Another well-known fact seen earlier in Chart 1 is that employment rates for women rose dramatically until approximately the year 2000. In Chart 3 (just below this paragraph), also from the CAP-Hamilton proposal, one finds that what was true for women in general was not true for disabled women, at least in one age group. The employment rate for disabled women aged 40-59 was only 16 percent in 2008, compared to 18 percent in 1988.
CAP and the Hamilton Project argue in the paper that the long-run fall in the employment rate for disabled people can be blamed largely on the design of the Social Security disability program. This problem is one of the many issues that motivate the paper’s proposal for a “front-end” disability benefit.
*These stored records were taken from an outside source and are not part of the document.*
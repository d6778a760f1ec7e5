//! Grid options.
//!
//! Options are plain serde structs so they can live in an application's TOML
//! settings file:
//!
//! ```
//! use horizon_treegrid::{SelectionMode, TreeGridOptions};
//!
//! let options = TreeGridOptions::from_toml_str(r#"
//!     selection_mode = "extended"
//!     remember_selection_on_collapse = false
//! "#).unwrap();
//!
//! assert_eq!(options.selection_mode, SelectionMode::Extended);
//! assert!(options.show_expander_before_expand);
//! assert!(!options.remember_selection_on_collapse);
//! ```

use std::path::Path as FsPath;

use serde::{Deserialize, Serialize};

use crate::error::{Result, TreeError};
use crate::model::SelectionMode;

/// Behavior switches for a tree grid.
#[derive(Debug, Clone, PartialEq, Eq, Serialize, Deserialize)]
#[serde(default)]
pub struct TreeGridOptions {
    /// How pointer and keyboard interaction selects rows.
    pub selection_mode: SelectionMode,
    /// Show an expander on rows whose children have not been resolved yet.
    pub show_expander_before_expand: bool,
    /// Keep the selection of rows hidden by a collapse.
    pub remember_selection_on_collapse: bool,
}

impl Default for TreeGridOptions {
    fn default() -> Self {
        Self {
            selection_mode: SelectionMode::default(),
            show_expander_before_expand: true,
            remember_selection_on_collapse: true,
        }
    }
}

impl TreeGridOptions {
    /// Decodes options from TOML. Missing keys keep their defaults.
    pub fn from_toml_str(text: &str) -> Result<Self> {
        Ok(toml::from_str(text)?)
    }

    /// Reads options from a TOML file.
    pub fn load(path: impl AsRef<FsPath>) -> Result<Self> {
        let path = path.as_ref();
        let text = std::fs::read_to_string(path).map_err(|e| TreeError::io(path, e))?;
        let options = Self::from_toml_str(&text)?;
        tracing::debug!(
            target: horizon_treegrid_core::logging::targets::GRID,
            path = %path.display(),
            "loaded grid options"
        );
        Ok(options)
    }

    /// Encodes the options as TOML.
    pub fn to_toml_string(&self) -> Result<String> {
        Ok(toml::to_string_pretty(self)?)
    }
}
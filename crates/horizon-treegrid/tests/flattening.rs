//! Randomized comparison of the incremental flat rows against a full rebuild.

mod common;

use std::collections::HashSet;
use std::sync::Arc;

use common::{Names, TestNode, by_name, forget, init_tracing, list_at, reference_rows, source_of};
use horizon_treegrid::model::{CollectionChange, HierarchicalRows, ObservableList, RowsChanged};
use horizon_treegrid::{Path, Row, path};
use parking_lot::Mutex;
use rand::rngs::StdRng;
use rand::{Rng, SeedableRng};

struct World {
    roots: ObservableList<TestNode>,
    rows: HierarchicalRows<TestNode>,
    expanded: HashSet<String>,
    sorted: bool,
    names: Names,
}

impl World {
    fn new(rng: &mut StdRng) -> Self {
        let names = Names::default();
        let roots = ObservableList::new(
            (0..rng.gen_range(1..6))
                .map(|_| random_node(rng, &names, 2))
                .collect(),
        );
        let rows = HierarchicalRows::new(source_of(&roots));
        Self {
            roots,
            rows,
            expanded: HashSet::new(),
            sorted: false,
            names,
        }
    }

    fn expected(&self) -> Vec<(String, Path, bool)> {
        let mut out = Vec::new();
        reference_rows(&self.roots, &Path::root(), &self.expanded, self.sorted, &mut out);
        out
    }

    fn actual(&self) -> Vec<(String, Path, bool)> {
        self.rows
            .rows()
            .into_iter()
            .map(|row| (row.model.name, row.path, row.is_expanded))
            .collect()
    }

    /// An expanded node whose last child went away is no longer expanded.
    fn close_if_emptied(&mut self, parent: &Path, siblings: &ObservableList<TestNode>) {
        let Some(leaf) = parent.leaf() else {
            return;
        };
        if siblings.is_empty()
            && let Some(owner) = list_at(&self.roots, &parent.parent()).get(leaf)
        {
            self.expanded.remove(&owner.name);
        }
    }

    /// Applies one random operation and returns its description.
    fn step(&mut self, rng: &mut StdRng) -> String {
        let count = self.rows.row_count();
        if count == 0 {
            let node = random_node(rng, &self.names, 1);
            let description = format!("insert {:?} into empty roots", node);
            self.roots.push(node);
            return description;
        }

        let row = self.rows.row(rng.gen_range(0..count)).expect("row in range");
        let siblings = list_at(&self.roots, &row.path.parent());
        let len = siblings.len();

        match rng.gen_range(0..10) {
            0 | 1 => {
                let was_expanded = self.expanded.contains(&row.model.name);
                let expanded = self.rows.expand(&row.path);
                let expected = was_expanded || !row.model.children.is_empty();
                assert_eq!(expanded, expected, "expand {}", row.path);
                if expanded {
                    self.expanded.insert(row.model.name.clone());
                }
                format!("expand {}", row.path)
            }
            2 => {
                self.rows.collapse(&row.path);
                forget(&row.model, &mut self.expanded);
                format!("collapse {}", row.path)
            }
            3 => {
                let index = rng.gen_range(0..=len);
                let node = random_node(rng, &self.names, 2);
                let description = format!("insert {:?} at {} under {}", node, index, row.path.parent());
                siblings.insert(index, node);
                description
            }
            4 => {
                let index = rng.gen_range(0..len);
                let take = rng.gen_range(1..=(len - index).min(3));
                let removed = siblings.remove_range(index, take);
                for node in &removed {
                    forget(node, &mut self.expanded);
                }
                self.close_if_emptied(&row.path.parent(), &siblings);
                format!("remove {}+{} under {}", index, take, row.path.parent())
            }
            5 => {
                let index = rng.gen_range(0..len);
                let node = random_node(rng, &self.names, 2);
                let old = siblings.replace(index, node);
                forget(&old, &mut self.expanded);
                format!("replace {} under {}", index, row.path.parent())
            }
            6 if len >= 2 => {
                let from = rng.gen_range(0..len);
                let to = rng.gen_range(0..len);
                if let Some(node) = siblings.get(from) {
                    if from != to {
                        forget(&node, &mut self.expanded);
                    }
                }
                siblings.move_item(from, to);
                format!("move {} -> {} under {}", from, to, row.path.parent())
            }
            7 => {
                for node in siblings.to_vec() {
                    forget(&node, &mut self.expanded);
                }
                let fresh = (0..rng.gen_range(0..4))
                    .map(|_| random_node(rng, &self.names, 1))
                    .collect();
                siblings.set_items(fresh);
                self.close_if_emptied(&row.path.parent(), &siblings);
                format!("reset under {}", row.path.parent())
            }
            8 => {
                let children = &row.model.children;
                let index = rng.gen_range(0..=children.len());
                children.insert(index, random_node(rng, &self.names, 1));
                format!("insert child {} under {}", index, row.path)
            }
            _ => {
                self.sorted = !self.sorted;
                self.rows.set_comparator(self.sorted.then(by_name));
                format!("sorted = {}", self.sorted)
            }
        }
    }
}

fn random_node(rng: &mut StdRng, names: &Names, depth: usize) -> TestNode {
    let name = names.next();
    if depth == 0 {
        return TestNode::leaf(name);
    }
    let children = (0..rng.gen_range(0..4))
        .map(|_| random_node(rng, names, depth - 1))
        .collect();
    TestNode::with_children(name, children)
}

fn run_seed(seed: u64, steps: usize) {
    let mut rng = StdRng::seed_from_u64(seed);
    let mut world = World::new(&mut rng);
    assert_eq!(world.actual(), world.expected(), "initial state, seed {}", seed);

    for step in 0..steps {
        let description = world.step(&mut rng);
        assert_eq!(
            world.actual(),
            world.expected(),
            "seed {} step {}: {}",
            seed,
            step,
            description
        );
    }
}

#[test]
fn test_random_operations_match_rebuild() {
    init_tracing();
    for seed in 0..40 {
        run_seed(seed, 150);
    }
}

#[test]
fn test_flat_events_replay_to_same_sequence() {
    let mut rng = StdRng::seed_from_u64(7);
    let mut world = World::new(&mut rng);

    let mirror = Arc::new(Mutex::new(world.actual()));
    let mirror_clone = mirror.clone();
    world.rows.rows_changed().connect(move |event: &RowsChanged<TestNode>| {
        let mut mirror = mirror_clone.lock();
        let snapshot = |items: &[Row<TestNode>]| -> Vec<(String, Path, bool)> {
            items
                .iter()
                .map(|row| (row.model.name.clone(), row.path.clone(), row.is_expanded))
                .collect()
        };
        match &event.change {
            CollectionChange::Add { index, items } => {
                let block = snapshot(items.as_slice());
                mirror.splice(*index..*index, block);
            }
            CollectionChange::Remove { index, items } => {
                mirror.drain(*index..*index + items.len());
            }
            CollectionChange::Replace { index, new_items, .. } => {
                let block = snapshot(new_items.as_slice());
                mirror.splice(*index..*index + block.len(), block);
            }
            CollectionChange::Move {
                old_index,
                new_index,
                items,
            } => {
                let moved: Vec<_> = mirror.drain(*old_index..*old_index + items.len()).collect();
                mirror.splice(*new_index..*new_index, moved);
            }
            CollectionChange::Reset { new_items, .. } => {
                *mirror = snapshot(new_items.as_slice());
            }
        }
    });

    for _ in 0..300 {
        world.step(&mut rng);
        // Paths and expansion flags of untouched rows shift without an
        // event, so only the model order is replayed exactly.
        let names = |rows: &[(String, Path, bool)]| -> Vec<String> {
            rows.iter().map(|(name, _, _)| name.clone()).collect()
        };
        assert_eq!(names(&mirror.lock()), names(&world.actual()));
    }
}

#[test]
fn test_expand_all_then_collapse_all() {
    let mut rng = StdRng::seed_from_u64(99);
    let world = World::new(&mut rng);
    world.rows.expand_all();

    let mut every = HashSet::new();
    fn mark(list: &ObservableList<TestNode>, into: &mut HashSet<String>) {
        for node in list.to_vec() {
            if !node.children.is_empty() {
                into.insert(node.name.clone());
                mark(&node.children, into);
            }
        }
    }
    mark(&world.roots, &mut every);
    let mut expected = Vec::new();
    reference_rows(&world.roots, &Path::root(), &every, false, &mut expected);
    assert_eq!(world.actual(), expected);

    world.rows.collapse_all();
    assert_eq!(world.rows.row_count(), world.roots.len());
    assert!(!world.rows.is_expanded(&path![0]));
}
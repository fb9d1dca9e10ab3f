use anyhow::Result;
use clap::Parser;
use tracing_subscriber::{fmt, EnvFilter};
use watson_core::persist::{load_all, IndexPaths};
use watson_core::{eval, Analyzer, Bm25, Evaluator, QueryBuilder, RankStats, Searcher};

use std::fs::File;
use std::io::BufReader;

mod queries;

#[derive(Parser)]
#[command(name = "evaluator")]
#[command(
    about = "Run clue queries against a built index and report rank statistics",
    long_about = None
)]
struct Args {
    /// Index directory produced by the indexer
    #[arg(long, default_value = "./index")]
    index: String,
    /// Query file (category / clue / answer line groups)
    #[arg(long)]
    queries: String,
    /// Number of ranked results to retrieve per query
    #[arg(long, default_value_t = 10)]
    top_k: usize,
    /// BM25 term-frequency saturation parameter
    #[arg(long, default_value_t = 1.14)]
    k1: f32,
    /// BM25 length-normalization parameter
    #[arg(long, default_value_t = 0.15)]
    b: f32,
    /// Treat expected answers as regex patterns instead of exact titles
    #[arg(long, default_value_t = false)]
    pattern: bool,
}

fn main() -> Result<()> {
    fmt().with_env_filter(EnvFilter::from_default_env()).init();
    let args = Args::parse();

    let paths = IndexPaths::new(&args.index);
    let (index, store, meta) = load_all(&paths)?;
    tracing::info!(num_docs = meta.num_docs, created_at = %meta.created_at, "index loaded");

    let analyzer = Analyzer::new();
    let builder = QueryBuilder::new(&analyzer);
    let searcher = Searcher::with_similarity(&index, &store, Bm25::new(args.k1, args.b));
    let evaluator = if args.pattern {
        Evaluator::with_matcher(&store, eval::pattern_matcher())
    } else {
        Evaluator::new(&store)
    };

    let clue_queries = queries::parse_reader(BufReader::new(File::open(&args.queries)?))?;
    tracing::info!(num_queries = clue_queries.len(), "running queries");

    let mut stats = RankStats::new();
    println!("---------------QUERY RESULTS--------------------------");
    for (number, q) in clue_queries.iter().enumerate() {
        let query = builder.build(&q.clue, &q.category);
        let results = searcher.execute(&query, args.top_k);
        let rank = evaluator.rank_of(&results, &q.answer);

        println!();
        println!("Answer to question {}: {}", number + 1, q.answer);
        if rank > 0 {
            println!("Hit at position: {rank}");
        }
        stats.record(rank);
    }

    print_statistics(&stats, args.top_k);
    Ok(())
}

fn print_statistics(stats: &RankStats, top_k: usize) {
    println!("---------------STATISTICS-----------------------------");
    for position in 1..=top_k {
        println!("Docs in position {position}: {}", stats.count_at(position));
    }
    println!();
    println!("Hits in top {} documents: {}", top_k, stats.hits_in_top(top_k));
    println!("P@1: {:.4}", stats.precision_at_1());
}
use crate::index::{Field, PositionalIndex, Posting};
use crate::query::{Clause, Query, QueryBuilder};
use crate::rank::Bm25;
use crate::store::{DocId, DocStore};
use std::cmp::Ordering;
use std::collections::HashMap;

/// A ranked hit. Within one search, results are ordered by score descending
/// with ties broken by first-seen candidate order.
#[derive(Debug, Clone, PartialEq)]
pub struct ScoredResult {
    pub doc_id: DocId,
    pub score: f32,
}

/// Evaluates disjunctive queries against a read-only index and document
/// store. Candidates are the union of documents matched by any clause; each
/// candidate's score is the sum of its matched clauses' BM25 contributions.
pub struct Searcher<'a> {
    index: &'a PositionalIndex,
    store: &'a DocStore,
    bm25: Bm25,
}

impl<'a> Searcher<'a> {
    pub fn new(index: &'a PositionalIndex, store: &'a DocStore) -> Self {
        Self::with_similarity(index, store, Bm25::default())
    }

    pub fn with_similarity(index: &'a PositionalIndex, store: &'a DocStore, bm25: Bm25) -> Self {
        Self { index, store, bm25 }
    }

    /// Rank at most `top_k` documents for `query`. A query matching nothing
    /// (or an empty query, or `top_k == 0`) yields an empty result set.
    pub fn execute(&self, query: &Query, top_k: usize) -> Vec<ScoredResult> {
        if top_k == 0 {
            return Vec::new();
        }

        // first-seen order doubles as the tie-break order
        let mut order: Vec<DocId> = Vec::new();
        let mut scores: HashMap<DocId, f32> = HashMap::new();
        let mut accumulate = |doc_id: DocId, contribution: f32| {
            if contribution <= 0.0 {
                return;
            }
            scores
                .entry(doc_id)
                .and_modify(|s| *s += contribution)
                .or_insert_with(|| {
                    order.push(doc_id);
                    contribution
                });
        };

        for clause in &query.clauses {
            match clause {
                Clause::Term { field, term } => {
                    self.score_term(*field, term, &mut accumulate);
                }
                Clause::FieldMatch { field, terms } => {
                    for term in terms {
                        self.score_term(*field, term, &mut accumulate);
                    }
                }
                Clause::Phrase { field, terms, boost } => {
                    let occurrences = phrase_occurrences(self.index, *field, terms);
                    let df = occurrences.len() as u32;
                    for (doc_id, tf) in occurrences {
                        let s = self.bm25.score(
                            tf,
                            df,
                            self.index.total_documents(),
                            self.index.field_length(*field, doc_id),
                            self.index.average_field_length(*field),
                        );
                        accumulate(doc_id, *boost * s);
                    }
                }
            }
        }
        drop(accumulate);

        let mut results: Vec<ScoredResult> = order
            .into_iter()
            .map(|doc_id| ScoredResult { doc_id, score: scores[&doc_id] })
            .collect();
        // sort_by is stable, so equal scores keep first-seen order
        results.sort_by(|a, b| b.score.partial_cmp(&a.score).unwrap_or(Ordering::Equal));
        results.truncate(top_k);
        results
    }

    fn score_term(&self, field: Field, term: &str, accumulate: &mut impl FnMut(DocId, f32)) {
        for posting in self.index.postings(field, term) {
            let s = self.bm25.score_term(self.index, field, term, posting.doc_id, posting.tf);
            accumulate(posting.doc_id, s);
        }
    }

    /// The composed search surface: build the query for a (clue, category)
    /// pair, rank, and resolve titles through the document store.
    pub fn search(
        &self,
        builder: &QueryBuilder,
        clue: &str,
        category: &str,
        top_k: usize,
    ) -> Vec<(String, f32)> {
        let query = builder.build(clue, category);
        self.execute(&query, top_k)
            .into_iter()
            .filter_map(|r| self.store.title(r.doc_id).map(|t| (t.to_string(), r.score)))
            .collect()
    }
}

/// Documents containing `terms` at consecutive positions in `field`, with
/// the number of occurrences per document. Relies on postings being in
/// ascending doc_id order and positions ascending within a posting.
fn phrase_occurrences(
    index: &PositionalIndex,
    field: Field,
    terms: &[String],
) -> Vec<(DocId, u32)> {
    let Some(first) = terms.first() else {
        return Vec::new();
    };
    let lists: Vec<&[Posting]> = terms.iter().map(|t| index.postings(field, t)).collect();
    if lists.iter().any(|l| l.is_empty()) {
        return Vec::new();
    }
    if terms.len() == 1 {
        return index
            .postings(field, first)
            .iter()
            .map(|p| (p.doc_id, p.tf))
            .collect();
    }

    let mut out = Vec::new();
    'docs: for anchor in lists[0] {
        let mut rest: Vec<&Posting> = Vec::with_capacity(lists.len() - 1);
        for list in &lists[1..] {
            match list.binary_search_by_key(&anchor.doc_id, |p| p.doc_id) {
                Ok(i) => rest.push(&list[i]),
                Err(_) => continue 'docs,
            }
        }
        let mut count = 0u32;
        'starts: for &start in &anchor.positions {
            for (offset, posting) in rest.iter().enumerate() {
                let want = start + offset as u32 + 1;
                if posting.positions.binary_search(&want).is_err() {
                    continue 'starts;
                }
            }
            count += 1;
        }
        if count > 0 {
            out.push((anchor.doc_id, count));
        }
    }
    out
}
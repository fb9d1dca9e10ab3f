use crate::analyzer::Analyzer;
use crate::index::Field;

/// Boost applied to quoted-span phrase clauses.
pub const PHRASE_BOOST: f32 = 2.5;

/// One sub-condition of a disjunctive query.
#[derive(Debug, Clone, PartialEq)]
pub enum Clause {
    /// A single term in one field.
    Term { field: Field, term: String },
    /// An exact term sequence in one field, score-scaled by `boost`.
    Phrase { field: Field, terms: Vec<String>, boost: f32 },
    /// Match any of `terms` in one field, contributions summed. Duplicate
    /// terms contribute once per occurrence, like repeated words in a
    /// natural-language query.
    FieldMatch { field: Field, terms: Vec<String> },
}

/// A disjunction of clauses: a document need not match every clause, but
/// every clause it does match adds to its score.
#[derive(Debug, Clone, Default, PartialEq)]
pub struct Query {
    pub clauses: Vec<Clause>,
}

impl Query {
    pub fn is_empty(&self) -> bool {
        self.clauses.is_empty()
    }
}

/// Builds the multi-field query for one (clue, category) pair:
///
/// 1. every double-quoted span of the clue becomes a boosted body phrase;
/// 2. the clue plus the category text queries the body field;
/// 3. the category text alone queries the categories field.
///
/// The analyzer tokenizes away anything that could read as operator syntax,
/// so clue text is always treated literally.
pub struct QueryBuilder<'a> {
    analyzer: &'a Analyzer,
}

impl<'a> QueryBuilder<'a> {
    pub fn new(analyzer: &'a Analyzer) -> Self {
        Self { analyzer }
    }

    pub fn build(&self, clue: &str, category: &str) -> Query {
        let mut clauses = Vec::new();

        if clue.contains('"') {
            // Splitting on the quote character leaves quoted spans at odd
            // indices. With an unpaired trailing quote the trailing text
            // lands at an odd index too and is kept as a phrase; this
            // mirrors the split semantics deliberately.
            for (i, span) in clue.split('"').enumerate() {
                if i % 2 == 0 {
                    continue;
                }
                let terms = self.analyzer.analyze(span);
                if !terms.is_empty() {
                    clauses.push(Clause::Phrase {
                        field: Field::Body,
                        terms,
                        boost: PHRASE_BOOST,
                    });
                }
            }
        }

        let body_text = format!("{clue}\n{category}");
        clauses.push(Clause::FieldMatch {
            field: Field::Body,
            terms: self.analyzer.analyze(&body_text),
        });
        clauses.push(Clause::FieldMatch {
            field: Field::Categories,
            terms: self.analyzer.analyze(category),
        });

        Query { clauses }
    }
}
The proposed disability benefits are designed to be quickly obtainable after the onset of disability and to encourage a quick return to the workforce when one is possible.
More recently, this proposal, along with a number of other issues related to the Social Security disability program, were discussed in this article by Motoko Rich in the New York Times. The New York Times article quotes some experts who question the importance of problems with the Social Security disability program as factors in recent employment trends.
While reading Folbre’s blog post last week, I realized that a disabled–nondisabled breakdown of employment rates might also shed some light on the post-recession employment issue mentioned by Folbre. To wit: did the recovery from the 2007–09 downturn improve employment rates for the disabled or nondisabled subgroups of either gender, in spite of the ongoing slump in the overall employment rates for both males and females of working age? This question was addressed in a fascinating article in the BLS’s Monthly Labor Review (MLR) last fall, which focused on the thesis that the recession disproportionately affected the job-market prospects of disabled workers. The article found declining employment rates for both disabled and nondisabled Americans. We have created Chart 4 below using BLS data similar to those analyzed in the MLR article but for a broader age group, namely ages 16 to 64, and for an updated dataset.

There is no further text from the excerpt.